■ Records shown

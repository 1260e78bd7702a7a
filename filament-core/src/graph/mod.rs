//! Dependency Graph
//!
//! This module implements the dependency graph that tracks relationships
//! between cells and the derivations that read them.
//!
//! # Overview
//!
//! The graph is a DAG where:
//!
//! - Cells (observable values and computed outputs) are the sources
//! - Derivations (computed cells, reactions) are the readers
//!
//! When a cell changes, we traverse the graph to find every affected
//! derivation and order them so dependencies settle before dependents.
//!
//! # Design Decisions
//!
//! 1. We use a centralized graph rather than distributed back-references
//!    because:
//!    - It enables topological ordering for batched updates
//!    - It makes disposal a matter of deleting entries, with no dangling
//!      pointers to chase
//!
//! 2. The graph is indexed by stable IDs for O(1) lookups.
//!
//! 3. We maintain both forward (dependencies) and reverse (subscribers)
//!    edges to enable efficient traversal in both directions.

mod edges;
mod topo;

pub use edges::DepGraph;
pub use topo::affected_in_order;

■ Exercise brief
Restate the records in full, keeping every word as it is.

■ Answer for the task
repository 1260e78bd7702a7a
filename filament-core/src/graph/mod.rs
//! Dependency Graph
//!
//! This module implements the dependency graph that tracks relationships
//! between cells and the derivations that read them.
//!
//! # Overview
//!
//! The graph is a DAG where:
//!
//! - Cells (observable values and computed outputs) are the sources
//! - Derivations (computed cells, reactions) are the readers
//!
//! When a cell changes, we traverse the graph to find every affected
//! derivation and order them so dependencies settle before dependents.
//!
//! # Design Decisions
//!
//! 1. We use a centralized graph rather than distributed back-references
//!    because:
//!    - It enables topological ordering for batched updates
//!    - It makes disposal a matter of deleting entries, with no dangling
//!      pointers to chase
//!
//! 2. The graph is indexed by stable IDs for O(1) lookups.
//!
//! 3. We maintain both forward (dependencies) and reverse (subscribers)
//!    edges to enable efficient traversal in both directions.

mod edges;
mod topo;

pub use edges::DepGraph;
pub use topo::affected_in_order;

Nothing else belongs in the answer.